'''

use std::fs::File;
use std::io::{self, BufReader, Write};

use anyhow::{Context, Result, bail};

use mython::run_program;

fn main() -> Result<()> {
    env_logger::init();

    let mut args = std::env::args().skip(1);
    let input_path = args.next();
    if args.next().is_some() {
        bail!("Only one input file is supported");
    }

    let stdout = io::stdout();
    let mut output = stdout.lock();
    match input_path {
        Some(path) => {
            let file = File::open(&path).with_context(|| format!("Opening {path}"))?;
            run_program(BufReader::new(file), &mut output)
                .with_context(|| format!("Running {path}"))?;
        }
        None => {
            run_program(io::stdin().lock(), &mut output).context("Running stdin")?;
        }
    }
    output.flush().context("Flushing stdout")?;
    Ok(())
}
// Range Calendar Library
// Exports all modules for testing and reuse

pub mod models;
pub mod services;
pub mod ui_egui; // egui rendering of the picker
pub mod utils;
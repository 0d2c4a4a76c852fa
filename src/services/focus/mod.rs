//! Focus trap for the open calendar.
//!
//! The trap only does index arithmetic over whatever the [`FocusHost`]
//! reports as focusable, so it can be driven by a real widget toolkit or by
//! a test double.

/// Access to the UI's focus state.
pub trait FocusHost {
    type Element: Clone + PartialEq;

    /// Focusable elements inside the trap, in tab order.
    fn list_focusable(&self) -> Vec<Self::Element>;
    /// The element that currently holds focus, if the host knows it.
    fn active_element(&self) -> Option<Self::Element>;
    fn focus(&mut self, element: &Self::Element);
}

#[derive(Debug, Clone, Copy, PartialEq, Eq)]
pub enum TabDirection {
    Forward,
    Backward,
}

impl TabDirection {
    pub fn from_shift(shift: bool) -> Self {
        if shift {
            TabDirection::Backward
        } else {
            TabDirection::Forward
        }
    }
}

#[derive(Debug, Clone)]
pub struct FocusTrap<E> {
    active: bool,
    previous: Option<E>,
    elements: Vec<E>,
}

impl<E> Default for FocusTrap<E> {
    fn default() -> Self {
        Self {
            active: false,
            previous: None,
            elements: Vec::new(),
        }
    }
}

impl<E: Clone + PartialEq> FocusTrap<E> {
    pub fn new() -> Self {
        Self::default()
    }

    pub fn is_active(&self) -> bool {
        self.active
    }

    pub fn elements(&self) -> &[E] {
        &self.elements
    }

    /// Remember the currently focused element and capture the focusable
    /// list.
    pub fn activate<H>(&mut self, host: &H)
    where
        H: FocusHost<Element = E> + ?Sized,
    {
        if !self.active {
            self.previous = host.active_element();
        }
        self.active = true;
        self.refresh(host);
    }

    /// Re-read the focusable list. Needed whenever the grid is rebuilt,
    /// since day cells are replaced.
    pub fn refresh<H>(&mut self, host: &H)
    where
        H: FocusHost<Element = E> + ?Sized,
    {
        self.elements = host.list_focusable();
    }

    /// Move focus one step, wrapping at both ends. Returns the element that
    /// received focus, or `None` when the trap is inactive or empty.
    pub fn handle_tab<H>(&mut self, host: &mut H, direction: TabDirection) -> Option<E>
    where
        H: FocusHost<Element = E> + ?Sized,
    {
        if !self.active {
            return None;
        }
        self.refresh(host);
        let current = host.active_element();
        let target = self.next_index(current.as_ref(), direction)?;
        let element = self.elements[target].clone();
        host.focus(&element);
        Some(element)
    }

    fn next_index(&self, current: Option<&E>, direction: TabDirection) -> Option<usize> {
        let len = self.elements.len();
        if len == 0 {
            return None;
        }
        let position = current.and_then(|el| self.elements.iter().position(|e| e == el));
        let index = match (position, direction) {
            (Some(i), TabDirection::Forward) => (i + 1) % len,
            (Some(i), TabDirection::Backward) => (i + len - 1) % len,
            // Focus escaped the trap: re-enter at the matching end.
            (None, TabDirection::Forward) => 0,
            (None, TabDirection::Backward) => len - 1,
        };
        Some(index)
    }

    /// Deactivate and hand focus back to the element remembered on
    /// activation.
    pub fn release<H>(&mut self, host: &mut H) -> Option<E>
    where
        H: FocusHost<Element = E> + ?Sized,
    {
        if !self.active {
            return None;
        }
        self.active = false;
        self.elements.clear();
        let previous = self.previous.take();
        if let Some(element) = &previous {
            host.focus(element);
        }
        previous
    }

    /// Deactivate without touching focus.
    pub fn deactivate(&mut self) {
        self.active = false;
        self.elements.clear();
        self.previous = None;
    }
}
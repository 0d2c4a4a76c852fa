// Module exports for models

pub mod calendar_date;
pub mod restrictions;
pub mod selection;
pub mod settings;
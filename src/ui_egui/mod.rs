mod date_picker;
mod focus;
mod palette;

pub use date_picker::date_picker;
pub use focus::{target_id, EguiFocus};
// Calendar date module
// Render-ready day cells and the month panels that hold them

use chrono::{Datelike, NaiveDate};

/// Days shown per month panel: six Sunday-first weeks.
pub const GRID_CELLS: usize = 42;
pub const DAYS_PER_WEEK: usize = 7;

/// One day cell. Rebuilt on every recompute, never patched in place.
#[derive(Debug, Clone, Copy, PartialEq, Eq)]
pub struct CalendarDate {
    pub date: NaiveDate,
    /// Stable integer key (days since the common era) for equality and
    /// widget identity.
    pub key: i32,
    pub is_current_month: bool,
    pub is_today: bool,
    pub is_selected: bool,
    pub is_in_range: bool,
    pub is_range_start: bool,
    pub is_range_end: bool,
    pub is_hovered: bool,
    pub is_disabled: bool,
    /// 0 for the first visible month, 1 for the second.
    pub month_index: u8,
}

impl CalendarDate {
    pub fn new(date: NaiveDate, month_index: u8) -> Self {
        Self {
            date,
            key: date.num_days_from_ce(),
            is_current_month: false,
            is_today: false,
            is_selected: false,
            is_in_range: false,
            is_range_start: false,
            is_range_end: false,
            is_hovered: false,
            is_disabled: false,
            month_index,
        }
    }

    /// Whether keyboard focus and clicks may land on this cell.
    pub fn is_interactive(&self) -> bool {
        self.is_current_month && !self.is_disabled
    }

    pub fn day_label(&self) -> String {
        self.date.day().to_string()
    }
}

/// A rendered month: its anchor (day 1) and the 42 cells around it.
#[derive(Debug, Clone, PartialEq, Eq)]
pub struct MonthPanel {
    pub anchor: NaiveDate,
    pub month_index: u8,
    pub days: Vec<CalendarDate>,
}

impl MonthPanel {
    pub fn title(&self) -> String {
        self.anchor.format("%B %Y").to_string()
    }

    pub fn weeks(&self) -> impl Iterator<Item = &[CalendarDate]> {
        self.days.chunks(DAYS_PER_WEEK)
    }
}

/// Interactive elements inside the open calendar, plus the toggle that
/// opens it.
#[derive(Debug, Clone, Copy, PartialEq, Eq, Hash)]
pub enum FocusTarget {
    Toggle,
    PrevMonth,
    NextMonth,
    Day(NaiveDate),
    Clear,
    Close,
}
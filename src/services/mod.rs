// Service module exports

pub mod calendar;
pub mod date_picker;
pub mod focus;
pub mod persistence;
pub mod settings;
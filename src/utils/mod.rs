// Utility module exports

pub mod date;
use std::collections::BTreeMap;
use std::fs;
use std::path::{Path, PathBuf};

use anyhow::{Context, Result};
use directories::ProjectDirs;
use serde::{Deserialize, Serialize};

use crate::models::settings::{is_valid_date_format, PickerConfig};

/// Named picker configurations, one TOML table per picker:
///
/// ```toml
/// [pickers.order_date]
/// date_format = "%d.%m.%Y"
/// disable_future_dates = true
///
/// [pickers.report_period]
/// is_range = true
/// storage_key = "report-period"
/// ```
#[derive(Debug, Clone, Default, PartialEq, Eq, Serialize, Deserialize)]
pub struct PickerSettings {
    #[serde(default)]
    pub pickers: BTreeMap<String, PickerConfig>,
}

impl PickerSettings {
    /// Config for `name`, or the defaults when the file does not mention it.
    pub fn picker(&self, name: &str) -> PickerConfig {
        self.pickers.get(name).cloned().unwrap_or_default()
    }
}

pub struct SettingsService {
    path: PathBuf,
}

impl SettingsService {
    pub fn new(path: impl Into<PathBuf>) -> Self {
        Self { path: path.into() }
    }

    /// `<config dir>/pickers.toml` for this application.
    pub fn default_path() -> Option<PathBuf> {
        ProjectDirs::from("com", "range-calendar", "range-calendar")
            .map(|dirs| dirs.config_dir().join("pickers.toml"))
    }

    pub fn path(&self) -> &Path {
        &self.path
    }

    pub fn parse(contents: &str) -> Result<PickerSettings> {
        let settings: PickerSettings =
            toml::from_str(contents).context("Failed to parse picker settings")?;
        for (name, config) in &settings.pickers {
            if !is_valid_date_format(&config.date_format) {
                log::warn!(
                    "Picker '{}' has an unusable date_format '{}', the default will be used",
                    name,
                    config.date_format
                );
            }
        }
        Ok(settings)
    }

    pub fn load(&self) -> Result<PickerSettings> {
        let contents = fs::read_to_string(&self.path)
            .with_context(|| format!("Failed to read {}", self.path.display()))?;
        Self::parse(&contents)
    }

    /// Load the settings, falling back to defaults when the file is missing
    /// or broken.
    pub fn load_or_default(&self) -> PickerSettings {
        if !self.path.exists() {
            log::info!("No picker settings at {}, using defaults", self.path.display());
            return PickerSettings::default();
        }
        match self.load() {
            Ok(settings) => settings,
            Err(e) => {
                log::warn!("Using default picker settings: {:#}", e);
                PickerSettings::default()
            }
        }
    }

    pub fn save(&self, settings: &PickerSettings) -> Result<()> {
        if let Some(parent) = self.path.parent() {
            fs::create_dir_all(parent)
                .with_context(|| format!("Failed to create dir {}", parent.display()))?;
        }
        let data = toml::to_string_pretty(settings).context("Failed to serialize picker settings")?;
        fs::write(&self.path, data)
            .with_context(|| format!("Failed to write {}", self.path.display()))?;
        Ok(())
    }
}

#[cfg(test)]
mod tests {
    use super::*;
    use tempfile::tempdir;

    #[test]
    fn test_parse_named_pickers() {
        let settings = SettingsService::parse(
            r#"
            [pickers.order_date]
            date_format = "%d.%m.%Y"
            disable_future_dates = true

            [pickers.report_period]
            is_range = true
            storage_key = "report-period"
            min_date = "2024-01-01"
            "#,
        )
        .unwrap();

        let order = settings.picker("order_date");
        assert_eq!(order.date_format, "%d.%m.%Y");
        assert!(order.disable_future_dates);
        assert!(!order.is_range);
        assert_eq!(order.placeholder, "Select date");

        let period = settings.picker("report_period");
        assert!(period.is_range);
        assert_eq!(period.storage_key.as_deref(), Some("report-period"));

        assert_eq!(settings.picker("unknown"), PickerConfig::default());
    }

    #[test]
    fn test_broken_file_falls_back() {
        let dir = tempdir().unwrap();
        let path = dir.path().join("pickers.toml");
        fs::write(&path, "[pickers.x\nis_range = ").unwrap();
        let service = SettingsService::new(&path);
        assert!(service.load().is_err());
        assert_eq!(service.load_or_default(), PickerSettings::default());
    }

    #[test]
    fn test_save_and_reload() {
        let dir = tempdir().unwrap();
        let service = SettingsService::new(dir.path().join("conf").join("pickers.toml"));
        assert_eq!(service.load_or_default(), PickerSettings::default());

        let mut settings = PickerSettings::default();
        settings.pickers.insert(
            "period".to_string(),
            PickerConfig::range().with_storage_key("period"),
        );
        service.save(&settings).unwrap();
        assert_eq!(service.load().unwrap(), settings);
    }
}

'''

### [WHAT YOU HAVE TO DO]
Nothing but the lines from the one that contains "let mut settings" to the end of the listing should be given again, each exactly as it appears.

### [TASK SOLUTION]
        let mut settings = PickerSettings::default();
        settings.pickers.insert(
            "period".to_string(),
            PickerConfig::range().with_storage_key("period"),
        );
        service.save(&settings).unwrap();
        assert_eq!(service.load().unwrap(), settings);
    }
}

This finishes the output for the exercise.